Donald Trump broni osiągnięć pierwszych 100 dni swojej prezydentury. Podczas wiecu w Pensylwanii amerykański przywódca chwalił się nowymi miejscami pracy, wzrostem cen akcji na giełdzie oraz zniesieniem zbędnych regulacji. Donald Trump ostro zaatakował media, którym zarzucił wrogość i fałszowanie obrazu rzeczywsistości.
2017-04-30, 06:51
Posłuchaj
Tysiące osób przybyło na wiec Donalda Trumpa w Harrisburgu. Zgromadzeni przywitali prezydenta długimi owacjami i okrzykami "USA! USA!". Amerykański przywódca wymienił długą listę swoich osiągnięć.
- Mamy ponad 600 tysięcy nowych miejsc pracy a giełda cały czas idzie w górę. Od czasu wyborów mamy rekordowy wzrost cen akcji - mówił Donald Trump chwaląc się licznymi ustawami i dekretami likwidującymi zbędne regulacje oraz ograniczenia w produkcji energii, w tym wydobycia węgla.

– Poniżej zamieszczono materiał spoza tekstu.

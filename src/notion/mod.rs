pub mod api;
pub mod config;
pub mod error;
pub mod models;

use std::io::Write;

use api::NotionClient;
use config::Config;
use error::Result;
use models::DatabaseSummary;

/// Fetch the configured database and write it to `out` as pretty JSON.
///
/// Nothing is written unless the request succeeds.
pub async fn run<W: Write>(config: &Config, out: &mut W) -> Result<()> {
    tracing::info!("Connecting to Notion API: {}", config.api_url);

    let client = NotionClient::new(config)?;
    let database = client.retrieve_database(&config.database_id).await?;

    let summary = DatabaseSummary::from_value(&database);
    tracing::info!(
        "Retrieved database {} ({:?}) with {} properties",
        summary.id.as_deref().unwrap_or(&config.database_id),
        summary.title.unwrap_or_default(),
        summary.property_count
    );

    let rendered = serde_json::to_string_pretty(&database)?;
    writeln!(out, "{rendered}")?;
    out.flush()?;

    Ok(())
}
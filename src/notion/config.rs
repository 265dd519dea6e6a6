use super::error::{NotionError, Result};
use std::time::Duration;

pub const TOKEN_ENV: &str = "NOTION_TOKEN";
pub const DATABASE_ID_ENV: &str = "NOTION_DATABASE_ID";
pub const API_URL_ENV: &str = "NOTION_API_URL";
pub const NOTION_VERSION_ENV: &str = "NOTION_VERSION";

pub const DEFAULT_API_URL: &str = "https://api.notion.com";
pub const DEFAULT_NOTION_VERSION: &str = "2022-06-28";
pub const DEFAULT_TIMEOUT: Duration = Duration::from_secs(60);

#[derive(Clone)]
pub struct Config {
    pub token: String,
    pub database_id: String,
    pub api_url: String,
    pub notion_version: String,
    pub timeout: Duration,
}

impl Config {
    pub fn from_env() -> Result<Self> {
        Self::from_lookup(|key| std::env::var(key).ok())
    }

    /// Build a config from an arbitrary key lookup. Both the token and the
    /// database id must be present and non-empty.
    pub fn from_lookup<F>(lookup: F) -> Result<Self>
    where
        F: Fn(&str) -> Option<String>,
    {
        let required = |key: &str| lookup(key).filter(|value| !value.is_empty());

        let (token, database_id) = match (required(TOKEN_ENV), required(DATABASE_ID_ENV)) {
            (Some(token), Some(database_id)) => (token, database_id),
            _ => {
                return Err(NotionError::Config(format!(
                    "{TOKEN_ENV} and {DATABASE_ID_ENV} must be set in environment variables"
                )))
            }
        };

        let api_url = lookup(API_URL_ENV)
            .filter(|value| !value.trim().is_empty())
            .unwrap_or_else(|| DEFAULT_API_URL.to_string());
        let notion_version = lookup(NOTION_VERSION_ENV)
            .filter(|value| !value.trim().is_empty())
            .unwrap_or_else(|| DEFAULT_NOTION_VERSION.to_string());

        Ok(Self {
            token,
            database_id,
            api_url: api_url.trim_end_matches('/').to_string(),
            notion_version,
            timeout: DEFAULT_TIMEOUT,
        })
    }

    pub fn with_api_url(mut self, api_url: impl Into<String>) -> Self {
        self.api_url = api_url.into().trim_end_matches('/').to_string();
        self
    }

    pub fn with_notion_version(mut self, notion_version: impl Into<String>) -> Self {
        self.notion_version = notion_version.into();
        self
    }

    /// Apply command-line values on top of whatever the environment gave.
    pub fn with_overrides(self, api_url: Option<String>, notion_version: Option<String>) -> Self {
        let config = match api_url {
            Some(api_url) => self.with_api_url(api_url),
            None => self,
        };
        match notion_version {
            Some(notion_version) => config.with_notion_version(notion_version),
            None => config,
        }
    }
}

// Keep the token out of Debug output so it never reaches the logs.
impl std::fmt::Debug for Config {
    fn fmt(&self, f: &mut std::fmt::Formatter<'_>) -> std::fmt::Result {
        f.debug_struct("Config")
            .field("token", &"<redacted>")
            .field("database_id", &self.database_id)
            .field("api_url", &self.api_url)
            .field("notion_version", &self.notion_version)
            .field("timeout", &self.timeout)
            .finish()
    }
}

- Pierwsze 100 dni mojej prezydentury były bardzo ekscytujące i bardzo efektywne - powiedział w sobotę wieczorem czasu lokalnego Donald Trump, podczas spotkania ze swymi zwolennikami na wiecu w Harrisburgu w stanie Pensylwania.

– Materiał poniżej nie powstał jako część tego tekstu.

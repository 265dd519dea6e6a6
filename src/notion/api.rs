use super::config::Config;
use super::error::{NotionError, Result};
use super::models::ApiErrorBody;
use reqwest::{Client, StatusCode};
use serde_json::Value;
use tracing::{debug, warn};

pub struct NotionClient {
    client: Client,
    api_url: String,
    token: String,
    notion_version: String,
}

impl NotionClient {
    pub fn new(config: &Config) -> Result<Self> {
        let client = Client::builder()
            .timeout(config.timeout)
            .user_agent(concat!("notion-inspect/", env!("CARGO_PKG_VERSION")))
            .build()?;

        Ok(Self {
            client,
            api_url: config.api_url.clone(),
            token: config.token.clone(),
            notion_version: config.notion_version.clone(),
        })
    }

    /// Retrieve a database object. Sends exactly one request.
    pub async fn retrieve_database(&self, database_id: &str) -> Result<Value> {
        let url = format!("{}/v1/databases/{}", self.api_url, database_id);

        debug!("Retrieving database from: {}", url);

        let response = self
            .client
            .get(&url)
            .header("Authorization", format!("Bearer {}", self.token))
            .header("Notion-Version", &self.notion_version)
            .send()
            .await?;

        let status = response.status();
        if status.is_success() {
            let database = response.json::<Value>().await?;
            debug!("Database {} retrieved ({})", database_id, status);
            return Ok(database);
        }

        let body = response
            .text()
            .await
            .unwrap_or_else(|_| "Unknown error".to_string());
        let err = api_error(status, &body);
        warn!("Notion rejected request for database {}: {}", database_id, err);
        Err(err)
    }
}

fn api_error(status: StatusCode, body: &str) -> NotionError {
    match ApiErrorBody::parse(body) {
        Some(envelope) => NotionError::Api {
            status: envelope.status_or(status),
            code: envelope.code,
            message: envelope.message,
        },
        None => NotionError::Api {
            status,
            code: "unknown".to_string(),
            message: body.to_string(),
        },
    }
}

#[cfg(test)]
mod tests {
    use super::*;
    use crate::notion::config::{DATABASE_ID_ENV, TOKEN_ENV};
    use serde_json::json;

    fn config_for(server: &mockito::ServerGuard) -> Config {
        Config::from_lookup(|key| match key {
            TOKEN_ENV => Some("secret_test_token".to_string()),
            DATABASE_ID_ENV => Some("db123".to_string()),
            _ => None,
        })
        .unwrap()
        .with_api_url(server.url())
    }

    #[tokio::test]
    async fn sends_bearer_token_and_version_header() {
        let mut server = mockito::Server::new_async().await;
        let mock = server
            .mock("GET", "/v1/databases/db123")
            .match_header("authorization", "Bearer secret_test_token")
            .match_header("notion-version", "2022-06-28")
            .with_status(200)
            .with_header("content-type", "application/json")
            .with_body(r#"{"object":"database","id":"db123"}"#)
            .expect(1)
            .create_async()
            .await;

        let client = NotionClient::new(&config_for(&server)).unwrap();
        let database = client.retrieve_database("db123").await.unwrap();

        assert_eq!(database, json!({ "object": "database", "id": "db123" }));
        mock.assert_async().await;
    }

    #[tokio::test]
    async fn custom_notion_version_is_sent() {
        let mut server = mockito::Server::new_async().await;
        let mock = server
            .mock("GET", "/v1/databases/db123")
            .match_header("notion-version", "2025-09-03")
            .with_status(200)
            .with_body("{}")
            .expect(1)
            .create_async()
            .await;

        let config = config_for(&server).with_notion_version("2025-09-03");
        let client = NotionClient::new(&config).unwrap();
        client.retrieve_database("db123").await.unwrap();

        mock.assert_async().await;
    }

    #[tokio::test]
    async fn error_envelope_is_surfaced() {
        let mut server = mockito::Server::new_async().await;
        let mock = server
            .mock("GET", "/v1/databases/missing")
            .with_status(404)
            .with_header("content-type", "application/json")
            .with_body(
                r#"{"object":"error","status":404,"code":"object_not_found","message":"Could not find database with ID: missing."}"#,
            )
            .expect(1)
            .create_async()
            .await;

        let client = NotionClient::new(&config_for(&server)).unwrap();
        let err = client.retrieve_database("missing").await.unwrap_err();

        match &err {
            NotionError::Api { status, code, message } => {
                assert_eq!(*status, StatusCode::NOT_FOUND);
                assert_eq!(code, "object_not_found");
                assert!(message.contains("Could not find database"));
            }
            other => panic!("expected API error, got {other:?}"),
        }
        mock.assert_async().await;
    }

    #[tokio::test]
    async fn non_json_error_body_is_kept_verbatim() {
        let mut server = mockito::Server::new_async().await;
        let mock = server
            .mock("GET", "/v1/databases/db123")
            .with_status(502)
            .with_body("Bad Gateway")
            .expect(1)
            .create_async()
            .await;

        let client = NotionClient::new(&config_for(&server)).unwrap();
        let err = client.retrieve_database("db123").await.unwrap_err();

        match err {
            NotionError::Api { status, code, message } => {
                assert_eq!(status, StatusCode::BAD_GATEWAY);
                assert_eq!(code, "unknown");
                assert_eq!(message, "Bad Gateway");
            }
            other => panic!("expected API error, got {other:?}"),
        }
        mock.assert_async().await;
    }

    #[tokio::test]
    async fn server_errors_are_not_retried() {
        let mut server = mockito::Server::new_async().await;
        let mock = server
            .mock("GET", "/v1/databases/db123")
            .with_status(503)
            .with_body(r#"{"object":"error","status":503,"code":"service_unavailable","message":"Notion is unavailable."}"#)
            .expect(1)
            .create_async()
            .await;

        let client = NotionClient::new(&config_for(&server)).unwrap();
        assert!(client.retrieve_database("db123").await.is_err());

        mock.assert_async().await;
    }

    #[tokio::test]
    async fn unreachable_server_is_a_request_error() {
        let config = Config::from_lookup(|key| match key {
            TOKEN_ENV => Some("secret_test_token".to_string()),
            DATABASE_ID_ENV => Some("db123".to_string()),
            _ => None,
        })
        .unwrap()
        .with_api_url("http://127.0.0.1:1");

        let client = NotionClient::new(&config).unwrap();
        let err = client.retrieve_database("db123").await.unwrap_err();
        assert!(matches!(err, NotionError::Request(_)));
    }
}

Wcześniej w sobotę, w cotygodniowym wystąpieniu radiowym, Trump powiedział, że pierwsze miesiące jego prezydentury przyniosły do Waszyngtonu "głębokie zmiany". - Jestem przekonany, że te 100 dni to najbardziej udany okres w dziejach naszego kraju - podkreślił.
Podczas wiecu w Harrisburgu Donald Trump ostro zaatakował niektóre media, zwłaszcza stacje CNN i MSNBC, oskarżając je m.in. o fałszowanie obrazu rzeczywistości. Prezydent zarzucił także dziennikarzom nierzetelność i umniejszanie dorobku jego dotychczasowej prezydentury.
"Potrzebujemy muru"
Prezydent USA mówił też o skutecznym powstrzymywaniu nielegalnej imigracji i zapewnił, że nie rezygnuje z budowy muru na granicy z Meksykiem. - Potrzebujemy bezpieczeństwa. Potrzebujemy muru i możecie być pewni, że go zbudujemy - podkreślił.

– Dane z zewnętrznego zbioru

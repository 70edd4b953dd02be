use thiserror::Error;
use vellum_core::{EntityAddress, StateVersion};
use vellum_store::StoreError;

/// Errors raised while extending the ledger.
///
/// Storage failures are transient: the caller may retry the same batch once
/// the store recovers, since nothing is committed until the final atomic
/// write. Every other variant is a feed-contract violation and retrying the
/// same batch will fail the same way.
#[derive(Debug, Error)]
pub enum LedgerError {
    #[error("store error: {0}")]
    Store(#[from] StoreError),

    #[error("batch processing cancelled")]
    Cancelled,

    #[error("empty batch")]
    EmptyBatch,

    #[error("batch is not monotonic: {current} follows {previous}")]
    NonMonotonicBatch {
        previous: StateVersion,
        current: StateVersion,
    },

    #[error("batch starts at {first} but the ledger is already at {top}")]
    BatchBehindTopOfLedger {
        top: StateVersion,
        first: StateVersion,
    },

    #[error("batch starts at {first}, expected {} after top of ledger {top}", top.next())]
    BatchNotContiguous {
        top: StateVersion,
        first: StateVersion,
    },

    #[error(
        "out-of-order observation for {subject}: version {observed} is behind materialized version {materialized}"
    )]
    OutOfOrderObservation {
        subject: String,
        observed: StateVersion,
        materialized: StateVersion,
    },

    #[error("entity not found: {0}")]
    MissingEntity(EntityAddress),

    #[error("entity {address} is a {actual}, expected a {expected}")]
    EntityTypeMismatch {
        address: EntityAddress,
        expected: &'static str,
        actual: &'static str,
    },

    #[error("vault {0} is missing its owner or resource link")]
    IncompleteVault(EntityAddress),

    #[error("entity declared more than once: {0}")]
    DuplicateEntity(EntityAddress),
}

impl LedgerError {
    /// Whether retrying the same batch can succeed.
    pub fn is_transient(&self) -> bool {
        matches!(self, LedgerError::Store(_))
    }
}

pub type LedgerResult<T> = Result<T, LedgerError>;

Prezydent USA zapowiedział wycofanie lub renegocjacje porozumień handlowych, które nazwał kradzieżą bogactwa Ameryki. Cytując dane mówiące o tym, że ponad 90% dziennikarzy poparło w wyborach Hillary Clinton Donald Trump zarzucił mediom stronniczość i przedstawianie fałszywego obrazu jego prezydentury i pomniejszanie osiągnięć pierwszych 100 dni.